Re: [PATCH v8 15/21] mm: Change failure of MAP_FIXED to restoring the gap on failure

["Liam R. Howlett" <Liam.Howlett@oracle.com>]

* Lorenzo Stoakes <lorenzo.stoakes@oracle.com> [240903 08:27]:
> Hi Andrew - TL;DR of this is - please apply the fix patch attached below to
> fix a problem in this series, thanks! :)

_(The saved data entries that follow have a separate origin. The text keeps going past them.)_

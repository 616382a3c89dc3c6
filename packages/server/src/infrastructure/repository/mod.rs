//! Repository implementations.

pub mod inmemory;

pub use inmemory::{InMemoryStore, InMemoryTransaction};
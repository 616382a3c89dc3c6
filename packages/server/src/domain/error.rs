//! Domain errors.

use thiserror::Error;

/// Value object validation errors
#[derive(Debug, Clone, PartialEq, Eq, Error)]
pub enum ValueObjectError {
    #[error("{field} must not be empty")]
    Empty { field: &'static str },

    #[error("{field} is too long ({actual} > {max})")]
    TooLong {
        field: &'static str,
        actual: usize,
        max: usize,
    },

    #[error("{field} contains invalid characters: '{value}'")]
    InvalidFormat { field: &'static str, value: String },
}

/// Errors reported by the persistence collaborator.
///
/// Any error returned from inside a transaction means the transaction was
/// (or will be) rolled back; nothing it staged becomes visible.
#[derive(Debug, Clone, PartialEq, Eq, Error)]
pub enum RepositoryError {
    #[error("{0} not found")]
    NotFound(String),

    #[error("conflict: {0}")]
    Conflict(String),

    #[error("transaction aborted: {0}")]
    Aborted(String),

    #[error("storage unavailable: {0}")]
    Unavailable(String),
}

/// Credential verification errors
#[derive(Debug, Clone, PartialEq, Eq, Error)]
pub enum AuthError {
    #[error("authentication token not found")]
    MissingToken,

    #[error("invalid authentication token: {0}")]
    InvalidToken(String),

    #[error("authentication token expired")]
    Expired,

    #[error("unknown user '{0}'")]
    UnknownUser(String),

    #[error("credential verification unavailable: {0}")]
    Unavailable(String),
}
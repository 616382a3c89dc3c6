//! Inbound WebSocket events (client -> coordinator).
//!
//! Frames use the same envelope as outbound events:
//! `{"event": "<name>", "data": ...}`. Ids stay raw strings here and are
//! validated by the use cases, so malformed ids surface as validation errors
//! rather than parse failures.

use serde::Deserialize;

/// A conversation reference, sent either bare or wrapped in an object
#[derive(Debug, Clone, PartialEq, Eq, Deserialize)]
#[serde(untagged)]
pub enum ConversationRef {
    Id(String),
    #[serde(rename_all = "camelCase")]
    Object { conversation_id: String },
}

impl ConversationRef {
    pub fn into_id(self) -> String {
        match self {
            ConversationRef::Id(id) => id,
            ConversationRef::Object { conversation_id } => conversation_id,
        }
    }
}

#[derive(Debug, Clone, PartialEq, Eq, Deserialize)]
#[serde(rename_all = "camelCase")]
pub struct TypingRequest {
    pub conversation_id: String,
    pub is_typing: bool,
}

#[derive(Debug, Clone, PartialEq, Eq, Deserialize)]
#[serde(rename_all = "camelCase")]
pub struct SendMessageRequest {
    pub conversation_id: String,
    pub content: String,
}

#[derive(Debug, Clone, PartialEq, Eq, Deserialize)]
#[serde(rename_all = "camelCase")]
pub struct MarkMessagesReadRequest {
    pub conversation_id: String,
    pub message_ids: Vec<String>,
}

#[derive(Debug, Clone, PartialEq, Eq, Deserialize)]
#[serde(tag = "event", content = "data", rename_all = "camelCase")]
pub enum ClientEvent {
    JoinChat(ConversationRef),
    LeaveChat(ConversationRef),
    Typing(TypingRequest),
    SendMessage(SendMessageRequest),
    MarkMessagesRead(MarkMessagesReadRequest),
}

impl ClientEvent {
    pub fn parse(text: &str) -> Result<Self, serde_json::Error> {
        serde_json::from_str(text)
    }

    /// Label used in error events when handling fails
    pub fn failure_label(&self) -> &'static str {
        match self {
            ClientEvent::JoinChat(_) => "Failed to join chat",
            ClientEvent::LeaveChat(_) => "Failed to leave chat",
            ClientEvent::Typing(_) => "Failed to handle typing event",
            ClientEvent::SendMessage(_) => "Failed to send message",
            ClientEvent::MarkMessagesRead(_) => "Failed to mark messages as read",
        }
    }
}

Oh yes.  I should have caught this, thanks Lorenzo.

Cheers,
Liam


> ----8<----
> From 3e7decc5390b0edc462afa74794a8208e25e50f2 Mon Sep 17 00:00:00 2001
> From: Lorenzo Stoakes <lorenzo.stoakes@oracle.com>
> Date: Tue, 3 Sep 2024 13:20:34 +0100
> Subject: [PATCH] mm: fix off-by-one error in vms_abort_munmap_vmas()
> 
> Maple tree ranges have an inclusive end, VMAs do not, so we must subtract
> one from the VMA-specific end value when using a mas_...() function.
> 
> We failed to do so in vms_abort_munmap_vmas() which resulted in a store
> overlapping the intended range by one byte, and thus corrupting the maple
> tree.
> 
> Fix this by subtracting one from vms->end() passed into mas_set_range().
> 
> Signed-off-by: Lorenzo Stoakes <lorenzo.stoakes@oracle.com>
> ---
>  mm/vma.h | 2 +-
>  1 file changed, 1 insertion(+), 1 deletion(-)
> 
> diff --git a/mm/vma.h b/mm/vma.h
> index 370d3246f147..819f994cf727 100644
> --- a/mm/vma.h
> +++ b/mm/vma.h
> @@ -240,7 +240,7 @@ static inline void vms_abort_munmap_vmas(struct vma_munmap_struct *vms,
>  	 * not symmetrical and state data has been lost.  Resort to the old
>  	 * failure method of leaving a gap where the MAP_FIXED mapping failed.
>  	 */
> -	mas_set_range(mas, vms->start, vms->end);
> +	mas_set_range(mas, vms->start, vms->end - 1);
>  	if (unlikely(mas_store_gfp(mas, NULL, GFP_KERNEL))) {
>  		pr_warn_once("%s: (%d) Unable to abort munmap() operation\n",
>  			     current->comm, current->pid);
> --
> 2.46.0